Tuesday, October 19, 2010

Life Uncommon

I just got back from a weekend in Boise, ID where my oldest nephew got married. It was an amazing weekend, and Boise is beautiful, filled with a rich blend of deciduous and evergreen trees, charming little houses and shops, and ringed by spectacular rugged hills and sagebrush.

I woke up with the song Life Uncommon by Jewel in my head, the melody soaring through my brain, but I couldn't remember the words at all, only the chorus, "lend our voices to the sounds of freedom."

As I've shared previously, I often wake up with songs reverberating in my mind, and if I dig a little bit, there's always a message that's pertinent to what I'm currently dealing with. In this case, it was the gift of this weekend that was really resonating with me.

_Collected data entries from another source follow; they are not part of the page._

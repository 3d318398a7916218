//! Scripted HTTP backend for tests
//!
//! Replies are queued per `METHOD /path` (query string ignored). Once a
//! route's queue is drained its `always` reply is used, and unknown routes
//! answer 404.

use async_trait::async_trait;
use serde_json::{Value, json};
use std::collections::{HashMap, VecDeque};
use std::sync::Mutex;
use std::time::Duration;

use super::backend::{HttpBackend, HttpReply, HttpRequest};
use super::error::AttemptFailure;

#[derive(Debug, Clone)]
pub enum ScriptedReply {
    Reply { status: u16, body: String },
    Fail(AttemptFailure),
    /// Never completes; only the transport timeout ends it
    Hang,
    /// `reply` after waiting `after`
    Delayed {
        after: Duration,
        reply: Box<ScriptedReply>,
    },
}

impl ScriptedReply {
    pub fn ok(body: Value) -> Self {
        Self::status(200, body)
    }

    pub fn status(status: u16, body: Value) -> Self {
        ScriptedReply::Reply {
            status,
            body: body.to_string(),
        }
    }

    pub fn raw(status: u16, body: &str) -> Self {
        ScriptedReply::Reply {
            status,
            body: body.to_string(),
        }
    }

    pub fn network(msg: &str) -> Self {
        ScriptedReply::Fail(AttemptFailure::Network(msg.to_string()))
    }

    pub fn delayed(self, after: Duration) -> Self {
        ScriptedReply::Delayed {
            after,
            reply: Box::new(self),
        }
    }
}

#[derive(Debug, Clone, PartialEq)]
pub struct RecordedRequest {
    pub method: String,
    pub path: String,
    pub query: Option<String>,
    pub body: Option<Value>,
}

#[derive(Default)]
pub struct ScriptedBackend {
    queued: Mutex<HashMap<String, VecDeque<ScriptedReply>>>,
    sticky: Mutex<HashMap<String, ScriptedReply>>,
    log: Mutex<Vec<RecordedRequest>>,
}

fn route_key(method: &str, path: &str) -> String {
    format!("{} {}", method.to_uppercase(), path)
}

impl ScriptedBackend {
    pub fn new() -> Self {
        Self::default()
    }

    /// Queue a one-shot reply
    pub fn push(&self, method: &str, path: &str, reply: ScriptedReply) {
        self.queued
            .lock()
            .unwrap()
            .entry(route_key(method, path))
            .or_default()
            .push_back(reply);
    }

    /// Reply used whenever the route's queue is empty
    pub fn always(&self, method: &str, path: &str, reply: ScriptedReply) {
        self.sticky
            .lock()
            .unwrap()
            .insert(route_key(method, path), reply);
    }

    pub fn requests(&self) -> Vec<RecordedRequest> {
        self.log.lock().unwrap().clone()
    }

    pub fn count(&self, method: &str, path: &str) -> usize {
        let method = method.to_uppercase();
        self.log
            .lock()
            .unwrap()
            .iter()
            .filter(|r| r.method == method && r.path == path)
            .count()
    }

    fn next_reply(&self, key: &str) -> ScriptedReply {
        if let Some(reply) = self
            .queued
            .lock()
            .unwrap()
            .get_mut(key)
            .and_then(VecDeque::pop_front)
        {
            return reply;
        }
        self.sticky
            .lock()
            .unwrap()
            .get(key)
            .cloned()
            .unwrap_or_else(|| ScriptedReply::status(404, json!({"detail": "Not Found"})))
    }
}

#[async_trait]
impl HttpBackend for ScriptedBackend {
    fn name(&self) -> &'static str {
        "scripted"
    }

    async fn send(&self, request: &HttpRequest) -> Result<HttpReply, AttemptFailure> {
        let path = request.url.path().to_string();
        let key = route_key(request.method.as_str(), &path);
        self.log.lock().unwrap().push(RecordedRequest {
            method: request.method.to_string(),
            path,
            query: request.url.query().map(str::to_string),
            body: request.body.clone(),
        });

        let mut reply = self.next_reply(&key);
        loop {
            match reply {
                ScriptedReply::Reply { status, body } => {
                    return Ok(HttpReply {
                        status,
                        reason: reqwest::StatusCode::from_u16(status)
                            .ok()
                            .and_then(|s| s.canonical_reason())
                            .unwrap_or("")
                            .to_string(),
                        body,
                    });
                }
                ScriptedReply::Fail(failure) => return Err(failure),
                ScriptedReply::Hang => return std::future::pending().await,
                ScriptedReply::Delayed { after, reply: next } => {
                    tokio::time::sleep(after).await;
                    reply = *next;
                }
            }
        }
    }
}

I come from a large family, 4 girls, 3 boys. I'm 3rd oldest in this bunch. When you grow up there is always the problem of reverting back to those assigned family roles when you all get back together, even if you're all adults. Its probably why so many people dread holiday gatherings, where they are instantly shoved back into the roll they played as a child, even when they're 50.

Usually, as much as I love my family, this is exactly what happens when we all get together, and it leads to anger, frustration, and the overwhelming desire just to get the hell out of this nightmare and back to my own life, where I can be me, in the real world, with all my real accomplishments and passions and abilities intact, waiting for me to pick them back up again.

This weekend was different though. I went to this wedding with the desire to really see, really hear, who my siblings had become as adults, and allow them that chance to be who they are NOW, not who they were when we were children.

How amazing to look at my brothers and sisters with those new eyes. Who knew my baby sister was such an amazing dancer? Who knew my oldest brother was so sweet and so laid back? I sit and play through the various conversations I had this weekend, and am so grateful for the gift of time and growth, and change.

So how does this song apply to what I'm going through right now? I had to read the lyrics to really get the message, but its coming through loud and clear. "Set down your chains, until only faith remains. And lend your voices only to the sounds of freedom. No longer lend your strength to that which you wish to be free from. Fill your lives with love and bravery, and we shall lead a life uncommon"

Above anything else in our lives, we want our families to be proud of us, to love us and validate the things we've created for ourselves as adults. Even if its not who we were as children. We want the ability to grow and change and become new people. But so often, we are chained to the past, to old roles and habits and expectations, unable to grow in the eyes of our parents and siblings, always and forever stuck at who we were in the past.

Forever fighting and trying to prove something to the people we love and care about. No wonder so many of us move hundreds or thousands of miles away from our families. We have to, just to grow up and become the new people we were meant to be.

I was able to look at my siblings for the first time ever, and validate who they are as people, separate from the family and the choices they've made to pursue the lives they desire. And I was able to validate for myself the exact same thing. I am no longer that little kid, stuck in the middle, invisible and aching for attention, for validation for something I created, like an amazing poem, or straight A's, or a world famous record company.

By letting go of the chains that tie us to the past, we are free. Free to love and grow, free to discover new things that light our fire, like a passion for cars, or for dancing, or a deep appreciation for poetry, or a sardonic wit. Or a new passion for exercising, or horses or whatever! Things that weren't even a glimmer in our childhoods, but now fill our adult lives with joy. By letting go, and giving permission to those we love most in the world to change, we allow each other , but most of all ourselves, to live a life uncommon.